(Stored data entries)

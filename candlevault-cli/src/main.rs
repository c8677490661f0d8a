//! candlevault CLI: ingest, build, inventory and config commands.
//!
//! Commands:
//! - `ingest`: fetch daily trade dumps into the 1-second candle store
//! - `build`: derive an N-second series over a date range and write it out
//! - `build-batch`: run builds listed in a procedure file
//! - `list`: stored coverage per exchange/symbol and total size
//! - `remove`: delete stored days in a range (asks first unless `--yes`)
//! - `config show` / `config set-storage`: inspect or change the configuration
//!
//! Exit codes: 0 on success and on "no data", 1 on hard errors, 2 when some
//! ingestion dates or batch lines failed.

mod batch;
mod obs;

use anyhow::{bail, Context, Result};
use candlevault_core::config::{Config, ProjectDir};
use candlevault_core::data::{
    build, ingest, write_series, BuildError, DailyStore, LogProgress, SourceRegistry,
};
use candlevault_core::domain::DateRange;
use clap::{Parser, Subcommand};
use std::io::{BufRead, Write};
use std::path::{Path, PathBuf};
use std::process::ExitCode;
use std::time::Instant;

const EXIT_PARTIAL_FAILURE: u8 = 2;

#[derive(Parser)]
#[command(
    name = "candlevault",
    version,
    about = "candlevault: daily crypto trade archive and candle builder"
)]
struct Cli {
    /// Project directory (config and default storage). Defaults to $CANDLEVAULT_HOME or ~/.candlevault.
    #[arg(long, global = true)]
    home: Option<PathBuf>,

    /// Log filter used when CANDLEVAULT_LOG is unset.
    #[arg(long, global = true, default_value = "info")]
    log_level: String,

    /// Log output format.
    #[arg(long, global = true, value_enum, default_value_t = obs::LogFormat::Text)]
    log_format: obs::LogFormat,

    #[command(subcommand)]
    command: Commands,
}

#[derive(Subcommand)]
enum Commands {
    /// Fetch daily trade dumps and store them as 1-second candles.
    Ingest {
        /// Exchange id (e.g. bybit).
        exchange: String,
        /// Symbol as the exchange spells it (e.g. BTCUSDT).
        symbol: String,
        /// First day, YYYYMMDD.
        begin: String,
        /// Last day (inclusive), YYYYMMDD.
        end: String,

        /// Maximum concurrent downloads. Defaults to the configured value.
        #[arg(long)]
        concurrency: Option<usize>,

        /// Print the report as JSON on stdout.
        #[arg(long, default_value_t = false)]
        json: bool,
    },
    /// Build an N-second candle series from stored days.
    Build {
        exchange: String,
        symbol: String,
        /// First day, YYYYMMDD.
        begin: String,
        /// Last day (inclusive), YYYYMMDD.
        end: String,
        /// Candle width in seconds.
        interval: u32,

        /// Output directory; must exist.
        #[arg(long, default_value = ".")]
        out_dir: PathBuf,
    },
    /// Run every build listed in a procedure file.
    BuildBatch {
        /// File with one `exchange symbol begin end interval [out_dir]` per line.
        procedure: PathBuf,

        /// Output directory for lines that do not name one.
        #[arg(long, default_value = ".")]
        out_dir: PathBuf,
    },
    /// Show stored coverage per exchange and symbol.
    List {
        /// Print the inventory as JSON on stdout.
        #[arg(long, default_value_t = false)]
        json: bool,
    },
    /// Delete stored days in a range.
    Remove {
        exchange: String,
        symbol: String,
        /// First day, YYYYMMDD.
        begin: String,
        /// Last day (inclusive), YYYYMMDD.
        end: String,

        /// Do not ask for confirmation.
        #[arg(long, short = 'y', default_value_t = false)]
        yes: bool,
    },
    /// Configuration commands.
    Config {
        #[command(subcommand)]
        action: ConfigAction,
    },
}

#[derive(Subcommand)]
enum ConfigAction {
    /// Print the effective configuration.
    Show,
    /// Persist a new storage directory.
    SetStorage { path: PathBuf },
}

impl Commands {
    fn name(&self) -> &'static str {
        match self {
            Commands::Ingest { .. } => "ingest",
            Commands::Build { .. } => "build",
            Commands::BuildBatch { .. } => "build-batch",
            Commands::List { .. } => "list",
            Commands::Remove { .. } => "remove",
            Commands::Config { .. } => "config",
        }
    }
}

fn main() -> Result<ExitCode> {
    let cli = Cli::parse();
    obs::init_tracing(&cli.log_level, cli.log_format)?;

    let project = ProjectDir::resolve(cli.home)?;
    let command = cli.command.name();
    let started = Instant::now();

    let result = match cli.command {
        Commands::Ingest {
            exchange,
            symbol,
            begin,
            end,
            concurrency,
            json,
        } => run_ingest(&project, &exchange, &symbol, &begin, &end, concurrency, json),
        Commands::Build {
            exchange,
            symbol,
            begin,
            end,
            interval,
            out_dir,
        } => run_build(&project, &exchange, &symbol, &begin, &end, interval, &out_dir),
        Commands::BuildBatch { procedure, out_dir } => {
            run_build_batch(&project, &procedure, &out_dir)
        }
        Commands::List { json } => run_list(&project, json),
        Commands::Remove {
            exchange,
            symbol,
            begin,
            end,
            yes,
        } => run_remove(&project, &exchange, &symbol, &begin, &end, yes),
        Commands::Config { action } => match action {
            ConfigAction::Show => run_config_show(&project),
            ConfigAction::SetStorage { path } => run_config_set_storage(&project, path),
        },
    };

    tracing::info!(command, elapsed = ?started.elapsed(), ok = result.is_ok(), "finished");
    result
}

fn load_config(project: &ProjectDir) -> Result<Config> {
    let bootstrap = project
        .bootstrap()
        .with_context(|| format!("failed to open project directory {}", project.root().display()))?;
    if bootstrap.created {
        eprintln!("Initialised {}", project.root().display());
    }
    Ok(bootstrap.config)
}

fn run_ingest(
    project: &ProjectDir,
    exchange: &str,
    symbol: &str,
    begin: &str,
    end: &str,
    concurrency: Option<usize>,
    json: bool,
) -> Result<ExitCode> {
    let range = DateRange::parse(begin, end)?;
    let exchange = exchange.to_ascii_lowercase();
    let config = load_config(project)?;

    let max_concurrency = concurrency.unwrap_or(config.max_concurrency);
    if max_concurrency == 0 {
        bail!("--concurrency must be at least 1");
    }

    let registry = SourceRegistry::from_config(&config)?;
    let adapter = registry.resolve(&exchange)?;
    let store = DailyStore::from_config(&config);

    let report = ingest(
        &exchange,
        symbol,
        &range,
        adapter.as_ref(),
        &store,
        max_concurrency,
        &LogProgress,
    )?;

    if json {
        println!("{}", serde_json::to_string_pretty(&report)?);
    } else {
        println!(
            "{exchange}/{symbol} {range}: {} stored, {} skipped, {} failed",
            report.succeeded.len(),
            report.skipped.len(),
            report.failed.len()
        );
        for failed in &report.failed {
            eprintln!("  {} {:?}: {}", failed.date, failed.kind, failed.reason);
        }
    }

    if report.all_succeeded() {
        Ok(ExitCode::SUCCESS)
    } else {
        Ok(ExitCode::from(EXIT_PARTIAL_FAILURE))
    }
}

fn run_build(
    project: &ProjectDir,
    exchange: &str,
    symbol: &str,
    begin: &str,
    end: &str,
    interval: u32,
    out_dir: &Path,
) -> Result<ExitCode> {
    let range = DateRange::parse(begin, end)?;
    let config = load_config(project)?;
    let store = DailyStore::from_config(&config);

    match build_one(&store, &exchange.to_ascii_lowercase(), symbol, &range, interval, out_dir)? {
        Some(summary) => println!("{summary}"),
        None => println!("No data in range {range} for {exchange}/{symbol}"),
    }
    Ok(ExitCode::SUCCESS)
}

/// Build and write one series. `Ok(None)` when nothing is stored in the range.
fn build_one(
    store: &DailyStore,
    exchange: &str,
    symbol: &str,
    range: &DateRange,
    interval: u32,
    out_dir: &Path,
) -> Result<Option<String>> {
    let series = match build(store, exchange, symbol, range, interval) {
        Ok(series) => series,
        Err(BuildError::NoData { .. }) => return Ok(None),
        Err(e) => return Err(e.into()),
    };
    let path = write_series(&series, out_dir)?;

    let mut summary = format!(
        "Wrote {} candles ({} day(s)) to {}",
        series.candles.len(),
        series.days_found.len(),
        path.display()
    );
    if !series.days_missing.is_empty() {
        summary.push_str(&format!("; {} day(s) missing", series.days_missing.len()));
    }
    Ok(Some(summary))
}

fn run_build_batch(project: &ProjectDir, procedure: &Path, default_out: &Path) -> Result<ExitCode> {
    let text = std::fs::read_to_string(procedure)
        .with_context(|| format!("failed to read procedure file {}", procedure.display()))?;
    let items = batch::parse_procedure(&text);
    if items.is_empty() {
        println!("Nothing to build in {}", procedure.display());
        return Ok(ExitCode::SUCCESS);
    }

    let config = load_config(project)?;
    let store = DailyStore::from_config(&config);
    let mut failed = 0;

    for (line, item) in items {
        let outcome = item.and_then(|item| {
            let out_dir = item.out_dir.as_deref().unwrap_or(default_out);
            build_one(
                &store,
                &item.exchange,
                &item.symbol,
                &item.range,
                item.interval_secs,
                out_dir,
            )
        });
        match outcome {
            Ok(Some(summary)) => println!("line {line}: {summary}"),
            Ok(None) => println!("line {line}: no data in range"),
            Err(e) => {
                failed += 1;
                eprintln!("line {line}: {e:#}");
                tracing::warn!(line, error = %e, "batch line failed");
            }
        }
    }

    if failed == 0 {
        Ok(ExitCode::SUCCESS)
    } else {
        Ok(ExitCode::from(EXIT_PARTIAL_FAILURE))
    }
}

fn run_list(project: &ProjectDir, json: bool) -> Result<ExitCode> {
    let config = load_config(project)?;
    let store = DailyStore::from_config(&config);
    let inventory = store.inventory()?;

    if json {
        println!("{}", serde_json::to_string_pretty(&inventory)?);
        return Ok(ExitCode::SUCCESS);
    }

    println!("Storage: {}", store.root().display());
    println!("Total size: {}", format_size(inventory.total_bytes));
    if inventory.entries.is_empty() {
        println!("Store is empty.");
        return Ok(ExitCode::SUCCESS);
    }

    println!();
    println!(
        "{:<10} {:<14} {:<10} {:<10} {:>6} {:>10}",
        "Exchange", "Symbol", "Begin", "End", "Days", "Size"
    );
    println!("{}", "-".repeat(65));
    for entry in &inventory.entries {
        println!(
            "{:<10} {:<14} {:<10} {:<10} {:>6} {:>10}",
            entry.exchange,
            entry.symbol,
            entry.first_day.format("%Y%m%d"),
            entry.last_day.format("%Y%m%d"),
            entry.days,
            format_size(entry.bytes)
        );
    }
    Ok(ExitCode::SUCCESS)
}

fn run_remove(
    project: &ProjectDir,
    exchange: &str,
    symbol: &str,
    begin: &str,
    end: &str,
    yes: bool,
) -> Result<ExitCode> {
    let range = DateRange::parse(begin, end)?;
    let exchange = exchange.to_ascii_lowercase();
    let config = load_config(project)?;
    let store = DailyStore::from_config(&config);

    let present = store.stored_dates(&exchange, symbol, &range)?;
    if present.is_empty() {
        println!("No stored days for {exchange}/{symbol} in {range}.");
        return Ok(ExitCode::SUCCESS);
    }

    let prompt = format!(
        "Remove {} stored day(s) of {exchange}/{symbol} in {range}?",
        present.len()
    );
    if !yes && !confirm(&mut std::io::stdin().lock(), &mut std::io::stdout(), &prompt)? {
        println!("Aborted.");
        return Ok(ExitCode::SUCCESS);
    }

    let removed = store.remove_range(&exchange, symbol, &range)?;
    println!("Removed {} day(s).", removed.len());
    Ok(ExitCode::SUCCESS)
}

fn run_config_show(project: &ProjectDir) -> Result<ExitCode> {
    let config = load_config(project)?;
    println!("# {}", project.config_path().display());
    print!("{}", config.to_toml()?);
    Ok(ExitCode::SUCCESS)
}

fn run_config_set_storage(project: &ProjectDir, path: PathBuf) -> Result<ExitCode> {
    let path = if path.is_relative() {
        std::env::current_dir()?.join(path)
    } else {
        path
    };
    let config = project.set_storage_dir(&path)?;
    std::fs::create_dir_all(&config.storage_dir)
        .with_context(|| format!("failed to create {}", config.storage_dir.display()))?;
    println!("Storage directory set to {}", config.storage_dir.display());
    Ok(ExitCode::SUCCESS)
}

/// Ask a y/n question; anything but `y`/`yes` is a no.
fn confirm(input: &mut impl BufRead, output: &mut impl Write, prompt: &str) -> Result<bool> {
    write!(output, "{prompt} [y/N] ")?;
    output.flush()?;
    let mut answer = String::new();
    input.read_line(&mut answer)?;
    Ok(matches!(answer.trim().to_ascii_lowercase().as_str(), "y" | "yes"))
}

fn format_size(bytes: u64) -> String {
    if bytes < 1024 {
        format!("{bytes} B")
    } else if bytes < 1024 * 1024 {
        format!("{:.1} KB", bytes as f64 / 1024.0)
    } else if bytes < 1024 * 1024 * 1024 {
        format!("{:.1} MB", bytes as f64 / (1024.0 * 1024.0))
    } else {
        format!("{:.2} GB", bytes as f64 / (1024.0 * 1024.0 * 1024.0))
    }
}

**Task statement:**
Reproduce exactly, and only, the lines from the start of the entries through the one that contains "#[arg(long, global = true, default_value".

**Task solution:**
filename candlevault-cli/src/main.rs
repository c8677490661f0d8a
//! candlevault CLI: ingest, build, inventory and config commands.
//!
//! Commands:
//! - `ingest`: fetch daily trade dumps into the 1-second candle store
//! - `build`: derive an N-second series over a date range and write it out
//! - `build-batch`: run builds listed in a procedure file
//! - `list`: stored coverage per exchange/symbol and total size
//! - `remove`: delete stored days in a range (asks first unless `--yes`)
//! - `config show` / `config set-storage`: inspect or change the configuration
//!
//! Exit codes: 0 on success and on "no data", 1 on hard errors, 2 when some
//! ingestion dates or batch lines failed.

mod batch;
mod obs;

use anyhow::{bail, Context, Result};
use candlevault_core::config::{Config, ProjectDir};
use candlevault_core::data::{
    build, ingest, write_series, BuildError, DailyStore, LogProgress, SourceRegistry,
};
use candlevault_core::domain::DateRange;
use clap::{Parser, Subcommand};
use std::io::{BufRead, Write};
use std::path::{Path, PathBuf};
use std::process::ExitCode;
use std::time::Instant;

const EXIT_PARTIAL_FAILURE: u8 = 2;

#[derive(Parser)]
#[command(
    name = "candlevault",
    version,
    about = "candlevault: daily crypto trade archive and candle builder"
)]
struct Cli {
    /// Project directory (config and default storage). Defaults to $CANDLEVAULT_HOME or ~/.candlevault.
    #[arg(long, global = true)]
    home: Option<PathBuf>,

    /// Log filter used when CANDLEVAULT_LOG is unset.
    #[arg(long, global = true, default_value = "info")]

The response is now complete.